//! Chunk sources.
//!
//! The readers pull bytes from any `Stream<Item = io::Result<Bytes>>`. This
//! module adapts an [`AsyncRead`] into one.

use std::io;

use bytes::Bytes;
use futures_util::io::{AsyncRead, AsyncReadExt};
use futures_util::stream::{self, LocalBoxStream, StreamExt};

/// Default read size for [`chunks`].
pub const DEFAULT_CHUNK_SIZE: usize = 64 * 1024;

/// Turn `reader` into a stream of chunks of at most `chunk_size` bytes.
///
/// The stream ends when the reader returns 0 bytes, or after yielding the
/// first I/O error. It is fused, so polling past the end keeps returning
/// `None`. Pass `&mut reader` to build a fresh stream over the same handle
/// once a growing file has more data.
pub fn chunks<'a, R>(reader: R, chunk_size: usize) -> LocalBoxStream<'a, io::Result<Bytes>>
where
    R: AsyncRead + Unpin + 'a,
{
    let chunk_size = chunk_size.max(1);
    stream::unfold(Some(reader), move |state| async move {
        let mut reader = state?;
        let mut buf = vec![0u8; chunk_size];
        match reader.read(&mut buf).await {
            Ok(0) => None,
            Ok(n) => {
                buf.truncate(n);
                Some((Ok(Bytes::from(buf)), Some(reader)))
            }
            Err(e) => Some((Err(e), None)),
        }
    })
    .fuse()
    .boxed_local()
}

---+---

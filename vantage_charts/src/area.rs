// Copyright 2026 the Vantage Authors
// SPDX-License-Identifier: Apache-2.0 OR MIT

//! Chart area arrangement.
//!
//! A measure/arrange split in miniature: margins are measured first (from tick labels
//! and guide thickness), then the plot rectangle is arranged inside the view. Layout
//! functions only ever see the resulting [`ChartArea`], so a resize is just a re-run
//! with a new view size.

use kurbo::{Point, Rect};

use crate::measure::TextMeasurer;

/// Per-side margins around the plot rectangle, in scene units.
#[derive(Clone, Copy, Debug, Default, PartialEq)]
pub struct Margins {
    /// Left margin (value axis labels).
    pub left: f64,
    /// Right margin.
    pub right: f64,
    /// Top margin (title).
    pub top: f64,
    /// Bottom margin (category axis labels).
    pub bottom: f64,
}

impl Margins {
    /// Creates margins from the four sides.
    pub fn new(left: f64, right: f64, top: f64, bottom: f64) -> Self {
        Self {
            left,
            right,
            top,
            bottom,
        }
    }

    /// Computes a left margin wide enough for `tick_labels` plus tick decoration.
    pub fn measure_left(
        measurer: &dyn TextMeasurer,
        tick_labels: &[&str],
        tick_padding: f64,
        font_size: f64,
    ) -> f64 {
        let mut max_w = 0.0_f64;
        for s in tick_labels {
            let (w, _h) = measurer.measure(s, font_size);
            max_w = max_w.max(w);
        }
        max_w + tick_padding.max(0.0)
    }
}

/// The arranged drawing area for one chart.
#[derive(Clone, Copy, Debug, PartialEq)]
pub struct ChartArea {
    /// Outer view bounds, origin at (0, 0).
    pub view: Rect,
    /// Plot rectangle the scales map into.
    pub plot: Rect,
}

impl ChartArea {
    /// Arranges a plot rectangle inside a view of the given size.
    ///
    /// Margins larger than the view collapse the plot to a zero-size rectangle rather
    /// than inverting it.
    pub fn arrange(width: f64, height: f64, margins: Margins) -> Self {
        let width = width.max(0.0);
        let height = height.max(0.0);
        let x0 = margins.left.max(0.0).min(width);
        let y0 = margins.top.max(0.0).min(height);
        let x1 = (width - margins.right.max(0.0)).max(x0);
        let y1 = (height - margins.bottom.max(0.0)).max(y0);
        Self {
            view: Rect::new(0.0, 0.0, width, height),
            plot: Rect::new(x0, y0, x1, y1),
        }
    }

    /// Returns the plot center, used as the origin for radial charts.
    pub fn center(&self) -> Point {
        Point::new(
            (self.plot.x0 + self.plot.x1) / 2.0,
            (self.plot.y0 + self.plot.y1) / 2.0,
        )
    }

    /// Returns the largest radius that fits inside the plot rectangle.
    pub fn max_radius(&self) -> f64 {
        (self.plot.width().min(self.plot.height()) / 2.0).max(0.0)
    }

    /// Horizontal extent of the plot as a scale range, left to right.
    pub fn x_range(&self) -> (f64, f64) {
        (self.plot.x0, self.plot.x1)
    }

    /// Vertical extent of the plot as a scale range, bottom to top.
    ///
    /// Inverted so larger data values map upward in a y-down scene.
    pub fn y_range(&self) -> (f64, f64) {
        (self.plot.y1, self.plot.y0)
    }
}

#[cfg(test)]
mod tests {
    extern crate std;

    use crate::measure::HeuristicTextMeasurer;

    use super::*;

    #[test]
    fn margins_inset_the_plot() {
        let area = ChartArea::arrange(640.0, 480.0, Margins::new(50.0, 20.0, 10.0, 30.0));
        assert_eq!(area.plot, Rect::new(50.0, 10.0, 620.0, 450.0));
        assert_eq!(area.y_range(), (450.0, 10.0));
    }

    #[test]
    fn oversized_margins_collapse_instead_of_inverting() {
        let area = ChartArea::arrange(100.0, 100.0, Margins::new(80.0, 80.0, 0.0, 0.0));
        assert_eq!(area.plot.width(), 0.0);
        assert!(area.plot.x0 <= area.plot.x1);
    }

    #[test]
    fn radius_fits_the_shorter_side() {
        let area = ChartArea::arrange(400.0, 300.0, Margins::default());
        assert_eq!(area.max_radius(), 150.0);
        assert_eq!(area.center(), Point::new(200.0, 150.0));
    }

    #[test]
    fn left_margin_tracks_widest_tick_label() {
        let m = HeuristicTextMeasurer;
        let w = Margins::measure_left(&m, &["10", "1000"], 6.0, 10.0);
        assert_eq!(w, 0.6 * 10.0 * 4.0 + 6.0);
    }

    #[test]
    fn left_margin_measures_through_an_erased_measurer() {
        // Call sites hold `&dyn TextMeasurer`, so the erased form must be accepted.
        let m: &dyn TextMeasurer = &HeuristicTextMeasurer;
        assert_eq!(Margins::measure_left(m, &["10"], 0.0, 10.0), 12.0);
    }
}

---+---

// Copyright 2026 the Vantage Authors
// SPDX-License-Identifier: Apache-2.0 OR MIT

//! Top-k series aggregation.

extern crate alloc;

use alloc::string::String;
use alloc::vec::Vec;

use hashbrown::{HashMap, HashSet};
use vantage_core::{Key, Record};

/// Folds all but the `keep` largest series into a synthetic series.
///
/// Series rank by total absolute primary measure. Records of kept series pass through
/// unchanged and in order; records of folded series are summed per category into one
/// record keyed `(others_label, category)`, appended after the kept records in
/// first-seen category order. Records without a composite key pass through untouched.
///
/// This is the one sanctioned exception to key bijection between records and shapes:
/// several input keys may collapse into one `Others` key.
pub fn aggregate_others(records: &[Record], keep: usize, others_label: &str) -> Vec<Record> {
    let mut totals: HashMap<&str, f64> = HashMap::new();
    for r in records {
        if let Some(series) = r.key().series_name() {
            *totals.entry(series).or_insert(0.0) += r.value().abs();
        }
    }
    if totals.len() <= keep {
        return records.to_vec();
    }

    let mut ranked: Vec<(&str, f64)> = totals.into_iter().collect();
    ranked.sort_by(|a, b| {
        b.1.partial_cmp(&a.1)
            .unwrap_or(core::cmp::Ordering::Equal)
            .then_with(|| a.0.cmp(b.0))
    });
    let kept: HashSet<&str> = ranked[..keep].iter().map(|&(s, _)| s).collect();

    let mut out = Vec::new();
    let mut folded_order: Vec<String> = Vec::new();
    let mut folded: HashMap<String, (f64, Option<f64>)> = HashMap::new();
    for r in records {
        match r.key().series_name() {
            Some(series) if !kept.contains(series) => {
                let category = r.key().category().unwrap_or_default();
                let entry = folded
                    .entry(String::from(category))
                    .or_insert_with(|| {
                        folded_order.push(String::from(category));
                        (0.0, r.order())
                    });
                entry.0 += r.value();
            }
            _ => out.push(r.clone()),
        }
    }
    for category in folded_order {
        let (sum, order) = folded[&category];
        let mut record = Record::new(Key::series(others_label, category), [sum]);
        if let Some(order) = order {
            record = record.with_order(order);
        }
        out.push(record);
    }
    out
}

---+---

→ Task description
Look through the material above and print exactly the lines from the one containing "several input keys" to the one containing "if let Some(series)", both included, and nothing more.

→ Task output
/// several input keys may collapse into one `Others` key.
pub fn aggregate_others(records: &[Record], keep: usize, others_label: &str) -> Vec<Record> {
    let mut totals: HashMap<&str, f64> = HashMap::new();
    for r in records {
        if let Some(series) = r.key().series_name() {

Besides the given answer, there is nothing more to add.